Saved entries:
----------
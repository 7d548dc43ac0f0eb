//! Rebuilding live components from extracted configuration
//!
//! A [`Catalog`] maps stable class identifiers to constructors and is shared by every
//! reproduction. A [`ConfigurationManager`] holds the configurations of one provenance tree
//! and instantiates them on demand, resolving references between components by name.

pub mod catalog;
pub mod manager;

pub use self::catalog::{Catalog, Constructor, DatasetRewrapper, DatasetWrapper};
pub use self::manager::ConfigurationManager;

use crate::core::{DataSource, ReproError, Result, Trainer};
use crate::kernel::KernelSpec;
use std::fmt;
use std::sync::Arc;

/// What a catalog entry builds
#[derive(Debug, Clone, Copy, PartialEq, Eq, Hash)]
pub enum ComponentKind {
    Trainer,
    DataSource,
    Kernel,
}

impl ComponentKind {
    pub fn as_str(&self) -> &'static str {
        match self {
            ComponentKind::Trainer => "trainer",
            ComponentKind::DataSource => "data source",
            ComponentKind::Kernel => "kernel",
        }
    }
}

/// A live component built from configuration
#[derive(Clone)]
pub enum Component {
    Trainer(Arc<dyn Trainer>),
    DataSource(Arc<dyn DataSource>),
    Kernel(KernelSpec),
}

impl Component {
    pub fn kind(&self) -> ComponentKind {
        match self {
            Component::Trainer(_) => ComponentKind::Trainer,
            Component::DataSource(_) => ComponentKind::DataSource,
            Component::Kernel(_) => ComponentKind::Kernel,
        }
    }

    pub fn as_trainer(&self) -> Option<&Arc<dyn Trainer>> {
        match self {
            Component::Trainer(trainer) => Some(trainer),
            _ => None,
        }
    }

    pub fn as_data_source(&self) -> Option<&Arc<dyn DataSource>> {
        match self {
            Component::DataSource(source) => Some(source),
            _ => None,
        }
    }

    pub fn as_kernel(&self) -> Option<&KernelSpec> {
        match self {
            Component::Kernel(kernel) => Some(kernel),
            _ => None,
        }
    }
}

impl fmt::Debug for Component {
    fn fmt(&self, f: &mut fmt::Formatter<'_>) -> fmt::Result {
        match self {
            Component::Trainer(trainer) => {
                write!(f, "Trainer({})", trainer.provenance().class_name())
            }
            Component::DataSource(source) => {
                write!(f, "DataSource({})", source.provenance().class_name())
            }
            Component::Kernel(kernel) => write!(f, "Kernel({kernel:?})"),
        }
    }
}

/// Resolves references to other components while a component is being built
pub trait ComponentResolver {
    /// Instantiate (or fetch) the component called `name`
    fn resolve(&mut self, name: &str) -> Result<Component>;

    fn resolve_kernel(&mut self, name: &str) -> Result<KernelSpec> {
        match self.resolve(name)? {
            Component::Kernel(kernel) => Ok(kernel),
            other => Err(wrong_kind(name, ComponentKind::Kernel, &other)),
        }
    }

    fn resolve_data_source(&mut self, name: &str) -> Result<Arc<dyn DataSource>> {
        match self.resolve(name)? {
            Component::DataSource(source) => Ok(source),
            other => Err(wrong_kind(name, ComponentKind::DataSource, &other)),
        }
    }

    fn resolve_trainer(&mut self, name: &str) -> Result<Arc<dyn Trainer>> {
        match self.resolve(name)? {
            Component::Trainer(trainer) => Ok(trainer),
            other => Err(wrong_kind(name, ComponentKind::Trainer, &other)),
        }
    }
}

fn wrong_kind(name: &str, expected: ComponentKind, found: &Component) -> ReproError {
    ReproError::reconstruction(
        name,
        format!(
            "expected a {}, found a {}",
            expected.as_str(),
            found.kind().as_str()
        ),
    )
}
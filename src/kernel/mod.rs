//! Kernel functions for SVM
//!
//! Each kernel records its parameters as configured provenance, so a trainer's
//! provenance carries its kernel as a nested component that can be rebuilt on its own.

pub mod linear;
pub mod polynomial;
pub mod rbf;
pub mod traits;

pub use self::linear::LinearKernel;
pub use self::polynomial::PolynomialKernel;
pub use self::rbf::RBFKernel;
pub use self::traits::Kernel;

use crate::core::{ReproError, Result, SparseVector};
use crate::provenance::{ComponentConfig, ObjectProvenance};
use serde::{Deserialize, Serialize};

/// Any of the built-in kernels, as stored in a model
#[derive(Debug, Clone, Copy, PartialEq, Serialize, Deserialize)]
#[serde(tag = "type", rename_all = "lowercase")]
pub enum KernelSpec {
    Linear,
    Rbf { gamma: f64 },
    Polynomial { degree: u32, gamma: f64, coef0: f64 },
}

impl Default for KernelSpec {
    fn default() -> Self {
        KernelSpec::Linear
    }
}

impl KernelSpec {
    /// RBF kernel with the given gamma
    pub fn rbf(gamma: f64) -> Result<Self> {
        RBFKernel::new(gamma).map(Self::from)
    }

    /// Polynomial kernel with the given degree, gamma and coef0
    pub fn polynomial(degree: u32, gamma: f64, coef0: f64) -> Result<Self> {
        PolynomialKernel::new(degree, gamma, coef0).map(Self::from)
    }

    /// Class name recorded in provenance
    pub fn class_name(&self) -> &'static str {
        match self {
            KernelSpec::Linear => LinearKernel::CLASS_NAME,
            KernelSpec::Rbf { .. } => RBFKernel::CLASS_NAME,
            KernelSpec::Polynomial { .. } => PolynomialKernel::CLASS_NAME,
        }
    }

    /// Rebuild a kernel from an extracted component configuration
    pub fn from_config(config: &ComponentConfig) -> Result<Self> {
        let required = |key: &str| -> Result<f64> {
            config.get_f64(key)?.ok_or_else(|| {
                ReproError::reconstruction(config.name(), format!("missing property '{key}'"))
            })
        };

        match config.class_name() {
            LinearKernel::CLASS_NAME => Ok(KernelSpec::Linear),
            RBFKernel::CLASS_NAME => Self::rbf(required("gamma")?),
            PolynomialKernel::CLASS_NAME => {
                let degree = config.get_parsed::<u32>("degree")?.ok_or_else(|| {
                    ReproError::reconstruction(config.name(), "missing property 'degree'")
                })?;
                Self::polynomial(degree, required("gamma")?, required("coef0")?)
            }
            other => Err(ReproError::reconstruction(
                config.name(),
                format!("unknown kernel class '{other}'"),
            )),
        }
    }

    /// Parse a kernel from command line style arguments
    pub fn parse(name: &str, gamma: f64, degree: u32, coef0: f64) -> Result<Self> {
        match name.to_ascii_lowercase().as_str() {
            "linear" => Ok(KernelSpec::Linear),
            "rbf" => Self::rbf(gamma),
            "poly" | "polynomial" => Self::polynomial(degree, gamma, coef0),
            other => Err(ReproError::InvalidParameter(format!(
                "Unknown kernel '{other}', expected linear, rbf or polynomial"
            ))),
        }
    }
}

impl From<LinearKernel> for KernelSpec {
    fn from(_: LinearKernel) -> Self {
        KernelSpec::Linear
    }
}

impl From<RBFKernel> for KernelSpec {
    fn from(kernel: RBFKernel) -> Self {
        KernelSpec::Rbf {
            gamma: kernel.gamma(),
        }
    }
}

impl From<PolynomialKernel> for KernelSpec {
    fn from(kernel: PolynomialKernel) -> Self {
        KernelSpec::Polynomial {
            degree: kernel.degree,
            gamma: kernel.gamma,
            coef0: kernel.coef0,
        }
    }
}

impl Kernel for KernelSpec {
    fn compute(&self, x: &SparseVector, y: &SparseVector) -> f64 {
        match *self {
            KernelSpec::Linear => LinearKernel.compute(x, y),
            KernelSpec::Rbf { gamma } => RBFKernel { gamma }.compute(x, y),
            KernelSpec::Polynomial {
                degree,
                gamma,
                coef0,
            } => PolynomialKernel {
                degree,
                gamma,
                coef0,
            }
            .compute(x, y),
        }
    }

    fn provenance(&self) -> ObjectProvenance {
        match *self {
            KernelSpec::Linear => LinearKernel.provenance(),
            KernelSpec::Rbf { gamma } => RBFKernel { gamma }.provenance(),
            KernelSpec::Polynomial {
                degree,
                gamma,
                coef0,
            } => PolynomialKernel {
                degree,
                gamma,
                coef0,
            }
            .provenance(),
        }
    }
}
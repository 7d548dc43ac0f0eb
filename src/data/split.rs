//! Seeded train/test splits of a data source

use crate::core::{DataSource, ReproError, Result, Sample};
use crate::provenance::{
    ObjectKind, ObjectProvenance, SPLIT_IS_TRAIN, SPLIT_SEED, SPLIT_SOURCE, SPLIT_TRAIN_PROPORTION,
};
use rand::rngs::StdRng;
use rand::seq::SliceRandom;
use rand::SeedableRng;
use std::sync::Arc;

/// Splits a data source into a training and a test partition
///
/// Sample order is shuffled with an RNG seeded by `seed`; the first
/// `floor(len * train_proportion)` shuffled samples form the training partition.
pub struct TrainTestSplitter {
    source: Arc<dyn DataSource>,
    train_proportion: f64,
    seed: u64,
    train_indices: Vec<usize>,
    test_indices: Vec<usize>,
}

impl TrainTestSplitter {
    pub const CLASS_NAME: &'static str = "TrainTestSplitter";

    /// Create a split; the proportion must lie strictly between 0 and 1
    pub fn new(source: Arc<dyn DataSource>, train_proportion: f64, seed: u64) -> Result<Self> {
        if !(train_proportion > 0.0 && train_proportion < 1.0) {
            return Err(ReproError::InvalidParameter(format!(
                "Train proportion must be between 0 and 1, got: {train_proportion}"
            )));
        }

        let mut indices: Vec<usize> = (0..source.len()).collect();
        indices.shuffle(&mut StdRng::seed_from_u64(seed));
        let train_size = (source.len() as f64 * train_proportion) as usize;
        let test_indices = indices.split_off(train_size);

        Ok(Self {
            source,
            train_proportion,
            seed,
            train_indices: indices,
            test_indices,
        })
    }

    pub fn train_proportion(&self) -> f64 {
        self.train_proportion
    }

    pub fn seed(&self) -> u64 {
        self.seed
    }

    /// Training partition
    pub fn train(&self) -> SplitDataSource {
        self.partition(true)
    }

    /// Test partition
    pub fn test(&self) -> SplitDataSource {
        self.partition(false)
    }

    fn partition(&self, is_train: bool) -> SplitDataSource {
        let indices = if is_train {
            &self.train_indices
        } else {
            &self.test_indices
        };
        let all = self.source.samples();
        SplitDataSource {
            samples: indices.iter().map(|&i| all[i].clone()).collect(),
            feature_names: self.source.feature_names().to_vec(),
            source_provenance: self.source.provenance(),
            seed: self.seed,
            train_proportion: self.train_proportion,
            is_train,
        }
    }
}

/// One side of a [`TrainTestSplitter`]
#[derive(Debug, Clone)]
pub struct SplitDataSource {
    samples: Vec<Sample>,
    feature_names: Vec<String>,
    source_provenance: ObjectProvenance,
    seed: u64,
    train_proportion: f64,
    is_train: bool,
}

impl SplitDataSource {
    pub fn is_train(&self) -> bool {
        self.is_train
    }
}

impl DataSource for SplitDataSource {
    fn samples(&self) -> &[Sample] {
        &self.samples
    }

    fn feature_names(&self) -> &[String] {
        &self.feature_names
    }

    fn provenance(&self) -> ObjectProvenance {
        ObjectProvenance::non_configurable(
            ObjectKind::SplitDataSource,
            TrainTestSplitter::CLASS_NAME,
        )
        .with_instance(SPLIT_SOURCE, self.source_provenance.clone())
        .with_instance(SPLIT_SEED, self.seed as i64)
        .with_instance(SPLIT_TRAIN_PROPORTION, self.train_proportion)
        .with_instance(SPLIT_IS_TRAIN, self.is_train)
    }
}
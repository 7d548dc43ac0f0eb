//! RBF (Radial Basis Function) kernel implementation
//!
//! The RBF kernel is defined as: K(x, y) = exp(-γ * ||x - y||²)
//! where γ (gamma) is a hyperparameter that controls the kernel width.

use crate::core::{ReproError, Result, SparseVector};
use crate::kernel::Kernel;
use crate::provenance::{ObjectKind, ObjectProvenance};

/// RBF kernel: K(x, y) = exp(-γ * ||x - y||²)
///
/// High gamma lets only close points influence each other, low gamma widens the reach.
#[derive(Debug, Clone, Copy, PartialEq)]
pub struct RBFKernel {
    pub(crate) gamma: f64,
}

impl RBFKernel {
    pub const CLASS_NAME: &'static str = "RBFKernel";

    /// Create a new RBF kernel; gamma must be positive and finite
    pub fn new(gamma: f64) -> Result<Self> {
        if !(gamma > 0.0 && gamma.is_finite()) {
            return Err(ReproError::InvalidParameter(format!(
                "Gamma must be positive, got: {gamma}"
            )));
        }
        Ok(Self { gamma })
    }

    /// Get the gamma parameter
    pub fn gamma(&self) -> f64 {
        self.gamma
    }
}

impl Kernel for RBFKernel {
    fn compute(&self, x: &SparseVector, y: &SparseVector) -> f64 {
        (-self.gamma * squared_euclidean_distance(x, y)).exp()
    }

    fn provenance(&self) -> ObjectProvenance {
        ObjectProvenance::new(ObjectKind::Component, Self::CLASS_NAME)
            .with_configured("gamma", self.gamma)
    }
}

/// Squared Euclidean distance between two sparse vectors in one merge pass
fn squared_euclidean_distance(x: &SparseVector, y: &SparseVector) -> f64 {
    let mut distance_sq = 0.0;
    let mut i = 0;
    let mut j = 0;

    while i < x.indices.len() && j < y.indices.len() {
        let x_idx = x.indices[i];
        let y_idx = y.indices[j];

        if x_idx == y_idx {
            let diff = x.values[i] - y.values[j];
            distance_sq += diff * diff;
            i += 1;
            j += 1;
        } else if x_idx < y_idx {
            // y is implicitly 0 here
            distance_sq += x.values[i] * x.values[i];
            i += 1;
        } else {
            distance_sq += y.values[j] * y.values[j];
            j += 1;
        }
    }

    distance_sq += x.values[i..].iter().map(|v| v * v).sum::<f64>();
    distance_sq += y.values[j..].iter().map(|v| v * v).sum::<f64>();

    distance_sq
}

#[cfg(test)]
mod tests {
    use super::*;
    use approx::assert_relative_eq;

    #[test]
    fn test_rbf_identical_vectors() {
        let kernel = RBFKernel::new(0.5).unwrap();
        let x = SparseVector::new(vec![0, 3], vec![1.0, -2.0]);
        assert_relative_eq!(kernel.compute(&x, &x), 1.0);
    }

    #[test]
    fn test_rbf_known_value() {
        let kernel = RBFKernel::new(0.5).unwrap();
        let x = SparseVector::new(vec![0], vec![1.0]);
        let y = SparseVector::new(vec![1], vec![1.0]);

        // ||x - y||² = 2, exp(-0.5 * 2) = e^-1
        assert_relative_eq!(kernel.compute(&x, &y), (-1.0f64).exp(), epsilon = 1e-12);
    }

    #[test]
    fn test_rbf_rejects_bad_gamma() {
        assert!(RBFKernel::new(0.0).is_err());
        assert!(RBFKernel::new(-1.0).is_err());
        assert!(RBFKernel::new(f64::NAN).is_err());
    }

    #[test]
    fn test_rbf_provenance_records_gamma() {
        let provenance = RBFKernel::new(0.25).unwrap().provenance();
        assert_eq!(provenance.get_double("gamma"), Some(0.25));
    }
}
----------
= REQUIREMENT =
Your task is to write out, exactly, the line that contains "assert!(RBFKernel::new(0.0).is_err());" and each line after it to the end of the data, with no other lines.

= SOLUTION BELOW =
        assert!(RBFKernel::new(0.0).is_err());
        assert!(RBFKernel::new(-1.0).is_err());
        assert!(RBFKernel::new(f64::NAN).is_err());
    }

    #[test]
    fn test_rbf_provenance_records_gamma() {
        let provenance = RBFKernel::new(0.25).unwrap().provenance();
        assert_eq!(provenance.get_double("gamma"), Some(0.25));
    }
}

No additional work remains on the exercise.